Many observers agree that these targets and the recent policy thrust are balanced and rightly safeguard India’s right to develop. The NDC itself remained anchored to principles of Common But Differentiated Responsibility (CBDR) and is in line with India’s capabilities. So far, India has not yet undergone a high fossil intensive growth — its emissions intensity of GDP and per capita emissions are quite low. However, going forward, all eyes are on us. How will India marry its growth ambition with our goal to remain ‘sustainable’?
CSTEP’s Climate Policy team sees this as intrinsically linked to various factors:
1) Dynamic Structure of our Economy and Consumption Drivers: Will we manufacture more, incentivise growth of small enterprises or the service sector, or target improvements in agricultural incomes? What will be the role of rising per capita incomes on consumption patterns and lifestyles? These changes in the economic structure have wide-ranging consequences on India’s future emissions and climate policy.

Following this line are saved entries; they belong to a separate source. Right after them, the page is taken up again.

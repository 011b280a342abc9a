//! MCTS node types for tree storage.
//!
//! Uses arena allocation with indices for cache locality and simpler memory management.
//! A node never stores a board, only statistics and the facts about its
//! position that descent needs (mover, legal moves, terminal flag).

use c4_board::{GameState, COLS};
use c4_core::{perspective, Player, Reward};

/// Index into the node arena.
///
/// This is a lightweight handle that references a node in the tree.
/// Using indices instead of pointers avoids Rc/RefCell overhead.
#[derive(Clone, Copy, Debug, PartialEq, Eq)]
pub struct NodeId(pub(crate) usize);

impl NodeId {
    /// The root node is always at index 0.
    pub const ROOT: NodeId = NodeId(0);
}

/// Statistics for a single MCTS node.
#[derive(Clone, Debug, Default, PartialEq)]
pub struct NodeStats {
    /// Number of simulations that passed through this node.
    pub visits: u32,

    /// Sum of terminal rewards on the fixed scale (Yellow win = +1).
    pub reward_sum: f64,
}

impl NodeStats {
    /// Mean reward on the fixed scale.
    ///
    /// Returns 0.0 if the node has never been visited.
    pub fn mean_value(&self) -> f64 {
        if self.visits == 0 {
            0.0
        } else {
            self.reward_sum / self.visits as f64
        }
    }

    /// Mean reward as seen by `player`.
    pub fn value_for(&self, player: Player) -> f64 {
        perspective(self.mean_value(), player)
    }

    pub(crate) fn record(&mut self, reward: Reward) {
        self.visits += 1;
        self.reward_sum += reward.get();
    }
}

/// A node in the MCTS tree.
#[derive(Clone, Debug)]
pub struct Node {
    pub stats: NodeStats,

    /// Player to move in this node's position.
    pub to_move: Player,

    /// Legal columns at this position, ascending. Empty when terminal.
    pub legal: Vec<usize>,

    /// Child per column; `None` means not yet expanded.
    pub children: [Option<NodeId>; COLS],

    /// Whether this node's position is a finished game.
    pub terminal: bool,
}

impl Node {
    /// Create an unvisited node for the given position.
    pub fn new(state: &GameState) -> Self {
        let terminal = state.is_terminal();
        Self {
            stats: NodeStats::default(),
            to_move: state.current_player(),
            legal: if terminal { Vec::new() } else { state.legal_moves() },
            children: [None; COLS],
            terminal,
        }
    }

    pub fn child(&self, column: usize) -> Option<NodeId> {
        self.children.get(column).copied().flatten()
    }

    /// True iff every legal move has a child.
    pub fn is_fully_expanded(&self) -> bool {
        self.legal.iter().all(|&col| self.children[col].is_some())
    }

    /// Legal columns without a child yet, ascending.
    pub fn unexpanded(&self) -> Vec<usize> {
        self.legal
            .iter()
            .copied()
            .filter(|&col| self.children[col].is_none())
            .collect()
    }

    /// Expanded (column, child) pairs in ascending column order.
    pub fn expanded(&self) -> impl Iterator<Item = (usize, NodeId)> + '_ {
        self.children
            .iter()
            .enumerate()
            .filter_map(|(col, child)| child.map(|id| (col, id)))
    }
}
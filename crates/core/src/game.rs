use serde::{Deserialize, Serialize};
use std::fmt;
use std::str::FromStr;

use crate::C4Error;

/// One of the two Connect Four sides.
///
/// Yellow is the max player and Red is the min player: every reward in
/// the engine is expressed on that fixed scale, whoever is to move.
#[derive(Clone, Copy, PartialEq, Eq, Debug, Hash, Serialize, Deserialize)]
pub enum Player {
    Red,
    Yellow,
}

impl Player {
    /// Get the opposing player.
    pub fn opposite(self) -> Self {
        match self {
            Player::Red => Player::Yellow,
            Player::Yellow => Player::Red,
        }
    }

    /// True for the player whose wins count as +1.
    pub fn is_max(self) -> bool {
        self == Player::Yellow
    }

    /// Board symbol used in the text format.
    pub fn symbol(self) -> char {
        match self {
            Player::Red => 'R',
            Player::Yellow => 'Y',
        }
    }

    /// Parse a board symbol (`R` or `Y`).
    pub fn from_symbol(c: char) -> Option<Self> {
        match c {
            'R' => Some(Player::Red),
            'Y' => Some(Player::Yellow),
            _ => None,
        }
    }
}

impl fmt::Display for Player {
    fn fmt(&self, f: &mut fmt::Formatter<'_>) -> fmt::Result {
        write!(f, "{}", self.symbol())
    }
}

impl FromStr for Player {
    type Err = C4Error;

    fn from_str(s: &str) -> Result<Self, Self::Err> {
        let mut chars = s.trim().chars();
        match (chars.next().and_then(Player::from_symbol), chars.next()) {
            (Some(player), None) => Ok(player),
            _ => Err(C4Error::Parse {
                line: 0,
                message: format!("unknown player '{}', expected 'R' or 'Y'", s.trim()),
            }),
        }
    }
}

/// Whether a game has finished, and how.
#[derive(Clone, Copy, PartialEq, Eq, Debug, Hash, Serialize, Deserialize)]
pub enum GameStatus {
    Ongoing,
    Win(Player),
    Draw,
}

impl GameStatus {
    pub fn is_terminal(self) -> bool {
        self != GameStatus::Ongoing
    }

    /// Terminal reward on the fixed max/min scale, `None` while ongoing.
    pub fn reward(self) -> Option<crate::Reward> {
        match self {
            GameStatus::Ongoing => None,
            GameStatus::Win(player) => Some(crate::Reward::win_for(player)),
            GameStatus::Draw => Some(crate::Reward::DRAW),
        }
    }
}

#[cfg(test)]
mod tests {
    use super::*;

    #[test]
    fn test_opposite() {
        assert_eq!(Player::Red.opposite(), Player::Yellow);
        assert_eq!(Player::Yellow.opposite(), Player::Red);
    }

    #[test]
    fn test_symbols() {
        assert_eq!(Player::from_symbol('R'), Some(Player::Red));
        assert_eq!(Player::from_symbol('Y'), Some(Player::Yellow));
        assert_eq!(Player::from_symbol('O'), None);
        assert_eq!("Y".parse::<Player>().unwrap(), Player::Yellow);
        assert!("RY".parse::<Player>().is_err());
        assert!("".parse::<Player>().is_err());
    }

    #[test]
    fn test_status_reward() {
        assert_eq!(GameStatus::Ongoing.reward(), None);
        assert_eq!(GameStatus::Draw.reward().unwrap().get(), 0.0);
        assert_eq!(GameStatus::Win(Player::Yellow).reward().unwrap().get(), 1.0);
        assert_eq!(GameStatus::Win(Player::Red).reward().unwrap().get(), -1.0);
    }
}
//! Random playouts from a frontier position.
//!
//! A playout applies uniformly random legal moves to the shared board until
//! the game ends, reads the result, then undoes every move it made so the
//! board is exactly as it was on entry.

use c4_board::GameState;
use c4_core::{GameStatus, Result};
use rand::Rng;
use tracing::trace;

/// Outcome of a single playout.
#[derive(Clone, Copy, Debug, PartialEq, Eq)]
pub struct Playout {
    /// Terminal status reached.
    pub status: GameStatus,

    /// Number of random moves played.
    pub plies: usize,
}

/// Play random moves from `state` to the end of the game.
///
/// `state` is restored before returning. If it is already terminal no
/// moves are played.
pub fn random_playout<R: Rng>(state: &mut GameState, rng: &mut R) -> Result<Playout> {
    let mut placements = Vec::new();
    let mut status = state.status();

    while !status.is_terminal() {
        let legal = state.legal_moves();
        let column = legal[rng.gen_range(0..legal.len())];
        trace!(column = column + 1, "rollout move");
        placements.push(state.apply(column)?);
        status = state.status();
    }

    let plies = placements.len();
    for placement in placements.into_iter().rev() {
        state.undo(placement)?;
    }

    Ok(Playout { status, plies })
}
//! Expiry Reconciler
//!
//! Passive expiry in the backend removes a record's data entry without
//! touching its tenant index membership (and sometimes leaves an orphaned
//! metadata entry behind if their deadlines straddle a read). This module
//! runs a periodic sweep that detects such drift and corrects it.
//!
//! ## Algorithm
//!
//! 1. Enumerate every tenant index set.
//! 2. For each tracked key, check the data entry's existence only.
//! 3. If absent: delete the metadata entry and the index member in one
//!    atomic batch; count it as cleaned.
//! 4. If present: no action. The sweep never refreshes a TTL or touches a
//!    live record.
//!
//! This is advisory housekeeping, not a correctness requirement for reads:
//! reads always check real existence, so a delayed sweep only degrades
//! list/count accuracy temporarily. A backend failure aborts the current
//! sweep; the loop logs it and retries from scratch on the next tick. Each
//! per-key correction is idempotent, so aborting mid-sweep is safe.

use std::sync::Arc;
use std::time::Duration;
use tokio::sync::watch;
use tracing::{debug, info, trace, warn};

use crate::backend::{ExpiringStore, WriteOp};
use crate::error::KvError;
use crate::store::keyspace;

/// Configuration for the reconciler.
#[derive(Debug, Clone)]
pub struct ReconcilerConfig {
    /// Interval between sweeps.
    pub interval: Duration,
}

impl Default for ReconcilerConfig {
    fn default() -> Self {
        Self {
            interval: Duration::from_secs(200),
        }
    }
}

/// A handle to the running reconciler task.
///
/// When this handle is dropped, the task stops.
#[derive(Debug)]
pub struct Reconciler {
    shutdown_tx: watch::Sender<bool>,
}

impl Reconciler {
    /// Starts the reconciler as a background task.
    ///
    /// # Example
    ///
    /// ```ignore
    /// use tenantkv::backend::ExpiringStore;
    /// use tenantkv::reconcile::{Reconciler, ReconcilerConfig};
    /// use std::sync::Arc;
    ///
    /// let backend = Arc::new(ExpiringStore::new());
    /// let reconciler = Reconciler::start(Arc::clone(&backend), ReconcilerConfig::default());
    ///
    /// // Sweeps run in the background; dropping the handle stops them.
    /// drop(reconciler);
    /// ```
    pub fn start(backend: Arc<ExpiringStore>, config: ReconcilerConfig) -> Self {
        let (shutdown_tx, shutdown_rx) = watch::channel(false);

        tokio::spawn(reconcile_loop(backend, config, shutdown_rx));

        info!("expiry reconciler started");

        Self { shutdown_tx }
    }

    /// Stops the reconciler. Called automatically on drop.
    pub fn stop(&self) {
        let _ = self.shutdown_tx.send(true);
        info!("expiry reconciler stopped");
    }
}

impl Drop for Reconciler {
    fn drop(&mut self) {
        self.stop();
    }
}

/// The main reconciliation loop. Sweep failures are logged and retried on
/// the next tick; they never take the host process down.
async fn reconcile_loop(
    backend: Arc<ExpiringStore>,
    config: ReconcilerConfig,
    mut shutdown_rx: watch::Receiver<bool>,
) {
    loop {
        tokio::select! {
            _ = tokio::time::sleep(config.interval) => {}
            result = shutdown_rx.changed() => {
                if result.is_err() || *shutdown_rx.borrow() {
                    debug!("reconciler received shutdown signal");
                    return;
                }
            }
        }

        // Active expiry pass first, so the drift sweep sees reality
        match backend.purge_expired() {
            Ok(0) => {}
            Ok(reclaimed) => debug!(reclaimed = reclaimed, "reclaimed expired entries"),
            Err(err) => warn!(error = %err, "active expiry pass failed"),
        }

        match sweep_once(&backend) {
            Ok(0) => trace!("reconciliation sweep found no drift"),
            Ok(cleaned) => info!(cleaned = cleaned, "reconciliation sweep completed"),
            Err(err) => warn!(error = %err, "reconciliation sweep aborted"),
        }
    }
}

/// Runs one full reconciliation sweep over every tenant.
///
/// Returns the number of stale entries cleaned. A backend failure aborts the
/// sweep entirely; no partial count is reported.
pub fn sweep_once(backend: &ExpiringStore) -> Result<u64, KvError> {
    let mut cleaned = 0u64;

    for set_key in backend.scan_sets(&keyspace::index_scan_prefix())? {
        let tenant_id = match keyspace::tenant_of_index_key(&set_key) {
            Some(tenant_id) => tenant_id,
            None => continue,
        };

        for key in backend.members(&set_key)? {
            if backend.exists(&keyspace::value_key(&tenant_id, &key))? {
                continue;
            }

            // Data entry passively expired: drop the orphaned metadata and
            // the index member as one corrective unit.
            backend.apply(vec![
                WriteOp::DeleteValue {
                    key: keyspace::meta_key(&tenant_id, &key),
                },
                WriteOp::RemoveMember {
                    set: set_key.clone(),
                    member: key.clone(),
                },
            ])?;

            cleaned += 1;
            debug!(tenant = %tenant_id, key = %key, "cleaned stale entry");
        }
    }

    Ok(cleaned)
}

/// Removes every record of one tenant and its entire index set.
///
/// Unconditional: it does not check individual expiry state. Used when a
/// tenant account is deleted. Returns the number of backend entries removed
/// (value and metadata entries both count).
pub fn purge_tenant(backend: &ExpiringStore, tenant_id: &str) -> Result<u64, KvError> {
    let entries = backend.scan_values(&keyspace::tenant_entry_prefix(tenant_id))?;
    let removed = entries.len() as u64;

    let mut ops: Vec<WriteOp> = entries
        .into_iter()
        .map(|key| WriteOp::DeleteValue { key })
        .collect();
    ops.push(WriteOp::DeleteSet {
        set: keyspace::index_key(tenant_id),
    });

    backend.apply(ops)?;

    info!(tenant = tenant_id, removed = removed, "tenant purged");

    Ok(removed)
}
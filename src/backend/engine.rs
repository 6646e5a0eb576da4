//! Sharded Expiring Store with Atomic Write Batches
//!
//! This is the lowest layer of the crate: a thread-safe key-value engine with
//! TTL support that plays the role an external expiring store (and its
//! pipelined commands) would play in a deployed system.
//!
//! ## Design Decisions
//!
//! 1. **Sharded Locks**: 64 shards instead of one big lock to reduce contention.
//! 2. **Lazy Expiry**: value entries are checked for expiry on access; a
//!    `purge_expired` pass reclaims entries nobody reads anymore.
//! 3. **Two keyspaces per shard**: expiring value entries and non-expiring
//!    membership sets are stored separately for type safety.
//! 4. **Ordered batch locking**: a write batch locks every involved shard in
//!    ascending order before mutating, so the batch is observed all-or-nothing
//!    and concurrent batches cannot deadlock.
//!
//! Expiry here is *passive* from the point of view of the layers above: an
//! entry with a TTL simply stops being observable once its deadline passes,
//! without any notification. Index sets referencing it are corrected later by
//! the reconciler.

use bytes::Bytes;
use std::collections::{BTreeMap, HashMap, HashSet};
use std::hash::{DefaultHasher, Hash, Hasher};
use std::sync::atomic::{AtomicU64, Ordering};
use std::sync::{RwLock, RwLockWriteGuard};
use std::time::{Duration, Instant};

use crate::error::BackendError;

/// Number of shards for the store.
/// More shards = less lock contention, but more memory overhead.
const NUM_SHARDS: usize = 64;

/// A stored value entry with optional expiry time.
#[derive(Debug, Clone)]
struct Entry {
    value: Bytes,
    /// When this entry expires (None = never expires)
    expires_at: Option<Instant>,
}

impl Entry {
    fn new(value: Bytes, ttl: Option<Duration>) -> Self {
        Self {
            value,
            // A deadline beyond what Instant can represent means no expiry
            expires_at: ttl.and_then(|ttl| Instant::now().checked_add(ttl)),
        }
    }

    #[inline]
    fn is_expired(&self) -> bool {
        self.expires_at
            .map(|exp| Instant::now() >= exp)
            .unwrap_or(false)
    }
}

/// The three distinct TTL states of a key. Callers that need to distinguish
/// "absent" from "present without expiry" must never see these conflated.
#[derive(Debug, Clone, Copy, PartialEq, Eq)]
pub enum KeyTtl {
    /// The key does not exist (or has already expired).
    Missing,
    /// The key exists and never expires.
    Persistent,
    /// The key exists and expires after the remaining duration.
    Expiring(Duration),
}

/// A single mutation inside an atomic write batch.
///
/// Value ops and set ops address separate keyspaces, mirroring the split
/// between expiring data entries and non-expiring membership sets.
#[derive(Debug, Clone)]
pub enum WriteOp {
    /// Write a value entry, with or without expiry. Overwrites unconditionally.
    PutValue {
        key: Bytes,
        value: Bytes,
        ttl: Option<Duration>,
    },
    /// Delete a value entry. No-op if absent.
    DeleteValue { key: Bytes },
    /// Add a member to a set, creating the set if needed.
    AddMember { set: Bytes, member: String },
    /// Remove a member from a set. Empty sets are dropped.
    RemoveMember { set: Bytes, member: String },
    /// Drop a whole set.
    DeleteSet { set: Bytes },
}

impl WriteOp {
    /// The key that determines which shard this op lands on.
    fn target(&self) -> &Bytes {
        match self {
            WriteOp::PutValue { key, .. } | WriteOp::DeleteValue { key } => key,
            WriteOp::AddMember { set, .. }
            | WriteOp::RemoveMember { set, .. }
            | WriteOp::DeleteSet { set } => set,
        }
    }
}

/// A single shard containing a portion of the keyspace.
#[derive(Debug, Default)]
struct Shard {
    /// Expiring value entries
    values: RwLock<HashMap<Bytes, Entry>>,
    /// Non-expiring membership sets
    sets: RwLock<HashMap<Bytes, HashSet<String>>>,
}

/// Write guards over both keyspaces of one shard, held for the duration of a
/// batch.
struct ShardGuards<'a> {
    values: RwLockWriteGuard<'a, HashMap<Bytes, Entry>>,
    sets: RwLockWriteGuard<'a, HashMap<Bytes, HashSet<String>>>,
}

/// The sharded expiring store shared by every component in the crate.
///
/// # Thread Safety
///
/// Designed to be wrapped in an `Arc` and used concurrently from request
/// handlers and the background reconciler. Each call acquires and releases
/// shard locks internally; no external discipline is required.
///
/// # Example
///
/// ```
/// use tenantkv::backend::{ExpiringStore, WriteOp};
/// use bytes::Bytes;
///
/// let store = ExpiringStore::new();
/// store
///     .apply(vec![WriteOp::PutValue {
///         key: Bytes::from("greeting"),
///         value: Bytes::from("hello"),
///         ttl: None,
///     }])
///     .unwrap();
/// assert_eq!(store.get(&Bytes::from("greeting")).unwrap(), Some(Bytes::from("hello")));
/// ```
pub struct ExpiringStore {
    shards: Vec<Shard>,

    /// Statistics: number of value entries (approximate)
    value_count: AtomicU64,

    /// Statistics: number of expired entries reclaimed
    expired_count: AtomicU64,
}

impl std::fmt::Debug for ExpiringStore {
    fn fmt(&self, f: &mut std::fmt::Formatter<'_>) -> std::fmt::Result {
        f.debug_struct("ExpiringStore")
            .field("shards", &self.shards.len())
            .field("value_count", &self.value_count.load(Ordering::Relaxed))
            .field("expired_count", &self.expired_count.load(Ordering::Relaxed))
            .finish()
    }
}

impl Default for ExpiringStore {
    fn default() -> Self {
        Self::new()
    }
}

impl ExpiringStore {
    /// Creates a new store with default settings.
    pub fn new() -> Self {
        let shards = (0..NUM_SHARDS).map(|_| Shard::default()).collect();

        Self {
            shards,
            value_count: AtomicU64::new(0),
            expired_count: AtomicU64::new(0),
        }
    }

    /// Determines which shard a key belongs to.
    #[inline]
    fn shard_index(&self, key: &[u8]) -> usize {
        let mut hasher = DefaultHasher::new();
        key.hash(&mut hasher);
        (hasher.finish() as usize) % NUM_SHARDS
    }

    #[inline]
    fn shard(&self, key: &[u8]) -> &Shard {
        &self.shards[self.shard_index(key)]
    }

    /// Applies a batch of writes as one atomic unit.
    ///
    /// Write locks for every shard touched by the batch are acquired in
    /// ascending shard order before the first mutation, so either every op in
    /// the batch is observable or none is, and two concurrent batches cannot
    /// deadlock against each other.
    pub fn apply(&self, ops: Vec<WriteOp>) -> Result<(), BackendError> {
        let mut shard_ids: Vec<usize> = ops
            .iter()
            .map(|op| self.shard_index(op.target()))
            .collect();
        shard_ids.sort_unstable();
        shard_ids.dedup();

        let mut guards: BTreeMap<usize, ShardGuards<'_>> = BTreeMap::new();
        for id in shard_ids {
            let shard = &self.shards[id];
            let values = shard.values.write().map_err(|_| BackendError::Poisoned)?;
            let sets = shard.sets.write().map_err(|_| BackendError::Poisoned)?;
            guards.insert(id, ShardGuards { values, sets });
        }

        for op in ops {
            let id = self.shard_index(op.target());
            let guard = guards.get_mut(&id).expect("shard guard acquired above");

            match op {
                WriteOp::PutValue { key, value, ttl } => {
                    match guard.values.get(&key) {
                        // Overwriting a dead entry reclaims it and stores anew
                        Some(entry) if entry.is_expired() => {
                            self.expired_count.fetch_add(1, Ordering::Relaxed);
                        }
                        Some(_) => {}
                        None => {
                            self.value_count.fetch_add(1, Ordering::Relaxed);
                        }
                    }
                    guard.values.insert(key, Entry::new(value, ttl));
                }
                WriteOp::DeleteValue { key } => {
                    if guard.values.remove(&key).is_some() {
                        self.value_count.fetch_sub(1, Ordering::Relaxed);
                    }
                }
                WriteOp::AddMember { set, member } => {
                    guard.sets.entry(set).or_default().insert(member);
                }
                WriteOp::RemoveMember { set, member } => {
                    if let Some(members) = guard.sets.get_mut(&set) {
                        members.remove(&member);
                        if members.is_empty() {
                            guard.sets.remove(&set);
                        }
                    }
                }
                WriteOp::DeleteSet { set } => {
                    guard.sets.remove(&set);
                }
            }
        }

        Ok(())
    }

    /// Gets the value for a key.
    ///
    /// Returns `Ok(None)` if the key doesn't exist or has expired. Expired
    /// entries are reclaimed lazily on access.
    pub fn get(&self, key: &Bytes) -> Result<Option<Bytes>, BackendError> {
        let shard = self.shard(key);

        // Fast path: read lock for existing, non-expired keys
        {
            let values = shard.values.read().map_err(|_| BackendError::Poisoned)?;
            match values.get(key) {
                Some(entry) if !entry.is_expired() => return Ok(Some(entry.value.clone())),
                Some(_) => {}
                None => return Ok(None),
            }
        }

        // Key exists but is expired - need a write lock to reclaim it
        let mut values = shard.values.write().map_err(|_| BackendError::Poisoned)?;
        if let Some(entry) = values.get(key) {
            if entry.is_expired() {
                values.remove(key);
                self.value_count.fetch_sub(1, Ordering::Relaxed);
                self.expired_count.fetch_add(1, Ordering::Relaxed);
                return Ok(None);
            }
            // Race: another thread may have rewritten the key meanwhile
            return Ok(Some(entry.value.clone()));
        }

        Ok(None)
    }

    /// Checks whether a value entry exists (and is not expired).
    pub fn exists(&self, key: &Bytes) -> Result<bool, BackendError> {
        let shard = self.shard(key);
        let values = shard.values.read().map_err(|_| BackendError::Poisoned)?;

        Ok(values.get(key).map(|e| !e.is_expired()).unwrap_or(false))
    }

    /// Reports the TTL state of a value entry.
    ///
    /// An expired-but-unreclaimed entry reports [`KeyTtl::Missing`]; passive
    /// expiry means observers never see a dead entry.
    pub fn ttl(&self, key: &Bytes) -> Result<KeyTtl, BackendError> {
        let shard = self.shard(key);
        let values = shard.values.read().map_err(|_| BackendError::Poisoned)?;

        let entry = match values.get(key) {
            Some(entry) if !entry.is_expired() => entry,
            _ => return Ok(KeyTtl::Missing),
        };

        Ok(match entry.expires_at {
            Some(exp) => KeyTtl::Expiring(exp.saturating_duration_since(Instant::now())),
            None => KeyTtl::Persistent,
        })
    }

    /// Returns all members of a set. Missing sets read as empty.
    pub fn members(&self, set: &Bytes) -> Result<Vec<String>, BackendError> {
        let shard = self.shard(set);
        let sets = shard.sets.read().map_err(|_| BackendError::Poisoned)?;

        Ok(sets
            .get(set)
            .map(|members| members.iter().cloned().collect())
            .unwrap_or_default())
    }

    /// Returns the cardinality of a set. Missing sets read as 0.
    pub fn set_len(&self, set: &Bytes) -> Result<u64, BackendError> {
        let shard = self.shard(set);
        let sets = shard.sets.read().map_err(|_| BackendError::Poisoned)?;

        Ok(sets.get(set).map(|members| members.len() as u64).unwrap_or(0))
    }

    /// Returns the keys of all live value entries starting with `prefix`.
    ///
    /// **Warning**: scans every shard; intended for maintenance paths, not
    /// the request path.
    pub fn scan_values(&self, prefix: &[u8]) -> Result<Vec<Bytes>, BackendError> {
        let mut result = Vec::new();

        for shard in &self.shards {
            let values = shard.values.read().map_err(|_| BackendError::Poisoned)?;
            for (key, entry) in values.iter() {
                if !entry.is_expired() && key.starts_with(prefix) {
                    result.push(key.clone());
                }
            }
        }

        Ok(result)
    }

    /// Returns the keys of all sets starting with `prefix`.
    pub fn scan_sets(&self, prefix: &[u8]) -> Result<Vec<Bytes>, BackendError> {
        let mut result = Vec::new();

        for shard in &self.shards {
            let sets = shard.sets.read().map_err(|_| BackendError::Poisoned)?;
            for key in sets.keys() {
                if key.starts_with(prefix) {
                    result.push(key.clone());
                }
            }
        }

        Ok(result)
    }

    /// Reclaims expired value entries from all shards.
    ///
    /// This is the store's own active expiry cycle; it complements the lazy
    /// reclamation done on reads.
    ///
    /// # Returns
    ///
    /// The number of entries reclaimed.
    pub fn purge_expired(&self) -> Result<u64, BackendError> {
        let mut reclaimed = 0u64;

        for shard in &self.shards {
            let mut values = shard.values.write().map_err(|_| BackendError::Poisoned)?;
            let before = values.len();

            values.retain(|_, entry| !entry.is_expired());

            reclaimed += (before - values.len()) as u64;
        }

        if reclaimed > 0 {
            self.value_count.fetch_sub(reclaimed, Ordering::Relaxed);
            self.expired_count.fetch_add(reclaimed, Ordering::Relaxed);
        }

        Ok(reclaimed)
    }

    /// Approximate number of value entries currently stored.
    pub fn len(&self) -> u64 {
        self.value_count.load(Ordering::Relaxed)
    }

    /// Returns true if no value entries are stored.
    pub fn is_empty(&self) -> bool {
        self.len() == 0
    }

    /// Returns store statistics.
    pub fn stats(&self) -> BackendStats {
        BackendStats {
            values: self.value_count.load(Ordering::Relaxed),
            expired: self.expired_count.load(Ordering::Relaxed),
        }
    }
}

/// Store statistics.
#[derive(Debug, Clone, Copy)]
pub struct BackendStats {
    /// Number of value entries currently stored
    pub values: u64,
    /// Total expired entries reclaimed
    pub expired: u64,
}
//! Backend Key Layout
//!
//! Every tenant-scoped record maps to three backend keys:
//!
//! ```text
//! kv:{tenant}:{key}          value entry (expiring)
//! kv:{tenant}:{key}:meta     metadata entry (expiring, same TTL)
//! tenant-keys:{tenant}       index set of key names (never expires)
//! ```
//!
//! The record store, tenant index, and reconciler all derive keys through
//! these helpers so the layout is defined in exactly one place.

use bytes::Bytes;

/// Prefix for value and metadata entries.
pub const KV_PREFIX: &str = "kv";

/// Suffix distinguishing a metadata entry from its value entry.
pub const META_SUFFIX: &str = "meta";

/// Prefix for per-tenant index sets.
pub const INDEX_PREFIX: &str = "tenant-keys";

/// Backend key for a record's value entry.
pub fn value_key(tenant_id: &str, key: &str) -> Bytes {
    Bytes::from(format!("{}:{}:{}", KV_PREFIX, tenant_id, key))
}

/// Backend key for a record's metadata entry.
pub fn meta_key(tenant_id: &str, key: &str) -> Bytes {
    Bytes::from(format!("{}:{}:{}:{}", KV_PREFIX, tenant_id, key, META_SUFFIX))
}

/// Backend key for a tenant's index set.
pub fn index_key(tenant_id: &str) -> Bytes {
    Bytes::from(format!("{}:{}", INDEX_PREFIX, tenant_id))
}

/// Prefix matching every value and metadata entry of one tenant.
pub fn tenant_entry_prefix(tenant_id: &str) -> Vec<u8> {
    format!("{}:{}:", KV_PREFIX, tenant_id).into_bytes()
}

/// Prefix matching every tenant index set.
pub fn index_scan_prefix() -> Vec<u8> {
    format!("{}:", INDEX_PREFIX).into_bytes()
}

/// Recovers the tenant id from an index set key, if it is one.
pub fn tenant_of_index_key(key: &[u8]) -> Option<String> {
    let prefix = index_scan_prefix();
    key.strip_prefix(prefix.as_slice())
        .and_then(|rest| std::str::from_utf8(rest).ok())
        .map(|tenant| tenant.to_string())
}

2) The Role of Transformative Technologies: There are already options available like super-efficient appliances, electric vehicles, alternative building materials and diverse solar applications that can significantly alter the emission intensity of growth. Can we leapfrog to early adoption of these technologies? Will the implications across sectors vary? How can policy and markets facilitate this? With the second largest population in the world, can we demonstrate this at scale to actually facilitate the required global carbon reduction needed?
3) Technology and Resources Constraints: Even as we plan our infrastructure now, several technologies are still at lab-scale and not ready for large-scale deployment or are still very costly. Similarly, while we may plan for the use of alternate and green resources — there are physical constraints on the production or imports of these resources (e.g. Carbon Capture and Storage Technologies and Third-Generation Biofuels).
CSTEP’s research in this domain is informed by a stylised framework based on the Sustainable Development Policies and Measures (SD-PAM) approach. We use various modelling tools such as macroeconomic models, energy systems optimisation tools, techno-economic evaluations and qualitative multi-criteria analyses to evaluate the aforementioned factors in this framework.